Studio album by Branford Marsalis Quartet
- Released: March 1999
- Recorded: August & December 1998
- Genre: Jazz
- Length: 69:29
- Label: Sony Music
- Producer: Delfeayo Marsalis

Branford Marsalis Quartet chronology
| Music Evolution (1997) | Requiem (1999) | Contemporary Jazz (2000) |

= Requiem (Branford Marsalis album) =

Requiem is a jazz album by the Branford Marsalis Quartet, featuring Branford Marsalis, Eric Revis, Jeff "Tain" Watts, and Kenny Kirkland. The recording, Kirkland's last before his death in November 1998, was dedicated to his memory. Recorded August 17–20 and December 9–10, 1998 in the Tarrytown Music Hall in Tarrytown, New York, the album reached Number 8 on the Billboard Top Jazz Albums chart.

After several years of recordings in trio and other formats, the Requiem recording reunited Marsalis and Watts with Kirkland, who had been his collaborator on many earlier outings. After the August recording sessions, the quartet took the material on the road, with the goal of returning to the studio after the material had been honed on stage. Following Kirkland's death the remaining players recorded as a trio, capturing the song "Elysium".

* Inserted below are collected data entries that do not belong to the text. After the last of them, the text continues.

//! limitless-assess CLI
//!
//! Assesses SQL scripts for compatibility with the Limitless restricted mode.

use std::fs;
use std::path::{Path, PathBuf};
use std::process::ExitCode;
use std::time::Duration;

use anyhow::Context;
use clap::{Parser, ValueEnum};
use tracing::{debug, Level};
use tracing_subscriber::FmtSubscriber;
use walkdir::WalkDir;

use limitless_assess::prelude::*;

/// Compatibility assessment of SQL/DDL scripts for Limitless databases.
#[derive(Parser, Debug)]
#[command(name = "limitless-assess")]
#[command(author, version, about, long_about = None)]
struct Cli {
    /// SQL files or directories to assess. Directories are searched for
    /// `.sql` files.
    #[arg(required_unless_present = "list_rules")]
    inputs: Vec<PathBuf>,

    /// Rule catalog definition (built-in catalog if not specified).
    #[arg(short, long, env = "LIMITLESS_CATALOG")]
    catalog: Option<PathBuf>,

    /// Engine version to assess against (catalog default if not specified).
    #[arg(short = 'e', long, env = "LIMITLESS_ENGINE_VERSION")]
    engine_version: Option<String>,

    /// SQL dialect of the inputs.
    #[arg(short, long, default_value = "postgres")]
    dialect: DialectKind,

    /// Number of worker threads (available parallelism if not specified).
    #[arg(short, long)]
    workers: Option<usize>,

    /// Run deadline in seconds. Units not started in time are reported as
    /// TIMEOUT.
    #[arg(short, long)]
    timeout_secs: Option<u64>,

    /// Report format.
    #[arg(short, long, value_enum, default_value_t = Format::Json)]
    format: Format,

    /// Write the report to a file instead of stdout.
    #[arg(short, long)]
    output: Option<PathBuf>,

    /// List the catalog rules and exit.
    #[arg(long)]
    list_rules: bool,

    /// Enable verbose output.
    #[arg(short, long)]
    verbose: bool,
}

#[derive(Debug, Clone, Copy, PartialEq, Eq, ValueEnum)]
enum Format {
    Json,
    Text,
}

fn main() -> ExitCode {
    let cli = Cli::parse();
    match run(&cli) {
        Ok(code) => ExitCode::from(code),
        Err(err) => {
            eprintln!("error: {err:#}");
            ExitCode::from(1)
        }
    }
}

fn run(cli: &Cli) -> anyhow::Result<u8> {
    // Setup logging
    let log_level = if cli.verbose {
        Level::DEBUG
    } else {
        Level::WARN
    };
    let subscriber = FmtSubscriber::builder()
        .with_max_level(log_level)
        .with_target(false)
        .without_time()
        .with_writer(std::io::stderr)
        .finish();
    tracing::subscriber::set_global_default(subscriber)?;

    let catalog = load_catalog(cli)?;

    if cli.list_rules {
        let listing = list_rules(&catalog);
        emit(cli.output.as_deref(), &listing)?;
        return Ok(0);
    }

    let units = collect_units(&cli.inputs)?;
    debug!(units = units.len(), "collected input units");

    let mut options = AssessmentOptions {
        dialect: cli.dialect,
        timeout: cli.timeout_secs.map(Duration::from_secs),
        ..AssessmentOptions::default()
    };
    if let Some(workers) = cli.workers {
        options.workers = workers;
    }

    let report = Assessor::new(&catalog, options).run(&units)?;
    let rendered = match cli.format {
        Format::Json => serde_json::to_string_pretty(&report)?,
        Format::Text => report.to_string(),
    };
    emit(cli.output.as_deref(), &rendered)?;

    Ok(exit_code(report.status()))
}

fn load_catalog(cli: &Cli) -> anyhow::Result<Catalog> {
    let version = cli.engine_version.as_deref();
    let catalog = match &cli.catalog {
        Some(path) => Catalog::from_path(path, version)
            .with_context(|| format!("failed to load catalog {}", path.display()))?,
        None => Catalog::builtin_version(version).context("failed to load built-in catalog")?,
    };
    debug!(version = catalog.version(), rules = catalog.len(), "catalog ready");
    Ok(catalog)
}

/// Expands directories into their `.sql` files, sorted by path. Files given
/// explicitly are kept whatever their extension.
fn collect_units(inputs: &[PathBuf]) -> anyhow::Result<Vec<SourceUnit>> {
    let mut paths = Vec::new();
    for input in inputs {
        if input.is_dir() {
            let mut found = Vec::new();
            for entry in WalkDir::new(input).follow_links(true) {
                let entry = entry.with_context(|| format!("failed to scan {}", input.display()))?;
                if entry.file_type().is_file() && is_sql_file(entry.path()) {
                    found.push(entry.into_path());
                }
            }
            found.sort();
            paths.extend(found);
        } else {
            paths.push(input.clone());
        }
    }

    paths
        .iter()
        .map(|path| {
            SourceUnit::from_path(path).with_context(|| format!("failed to read {}", path.display()))
        })
        .collect()
}

fn is_sql_file(path: &Path) -> bool {
    path.extension()
        .is_some_and(|ext| ext.eq_ignore_ascii_case("sql"))
}

fn list_rules(catalog: &Catalog) -> String {
    let mut out = format!("engine version {}\n", catalog.version());
    for rule in catalog.all_rules() {
        out.push_str(&format!(
            "{:<8} {:<36} {:<20} {}\n",
            rule.severity.as_str(),
            rule.id,
            rule.target.to_string(),
            rule.message
        ));
    }
    out
}

fn emit(output: Option<&Path>, text: &str) -> anyhow::Result<()> {
    match output {
        Some(path) => fs::write(path, format!("{text}\n"))
            .with_context(|| format!("failed to write {}", path.display())),
        None => {
            println!("{text}");
            Ok(())
        }
    }
}

fn exit_code(status: Status) -> u8 {
    match status {
        Status::Pass | Status::FailWithWarnings => 0,
        Status::Fail => 2,
    }
}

In his AllMusic review, Richard Ginell says the album "an uncompromising, well-played disc of acoustic jazz that leans a bit toward adventure at times… in what turned out to be the swan song for one of the neo-bop era's finest lineups." Josef Woodard, in Entertainment Weekly called the album an "inspiring set that showcases Marsalis' expressive fluidity and lends a rueful, finalizing punctuation mark to Kirkland's brilliant and too-brief career." Writing for All About Jazz, Ian Nicolson noted that the album captures "the sound of a hot, creative musician flourishing in a hot, creative environment, captured largely live on analogue 24-track." James Shell's review for JazzReview.com called the work "unquestionably Branford's best to date," noting "its reliance on the Keith Jarrett quartet of the mid-seventies as a model."

Professional ratings
Review scores
| Source | Rating |
| AllMusic | Star |
| Entertainment Weekly | B+ |
| Jazz Review | Star |
| The Penguin Guide to Jazz Recordings | Star Half star |

==Track listing==

| No. | Title | Length |
|---|---|---|
| 1. | "Doctone" | 6:07 |
| 2. | "Trieste" (Paul Motian) | 8:23 |
| 3. | "A Thousand Autumns" | 10:38 |
| 4. | "Lykief" | 9:40 |
| 5. | "Bullworth" | 6:35 |
| 6. | "Elysium" | 9:35 |
| 7. | "Cassandra" | 8:48 |
| 8. | "16th St. Baptist Church" | 9:43 |

==Personnel==
- Branford Marsalis – saxophones
- Eric Revis - bass
- Jeff "Tain" Watts - drums
- Kenny Kirkland - piano (all tracks except "Elysium")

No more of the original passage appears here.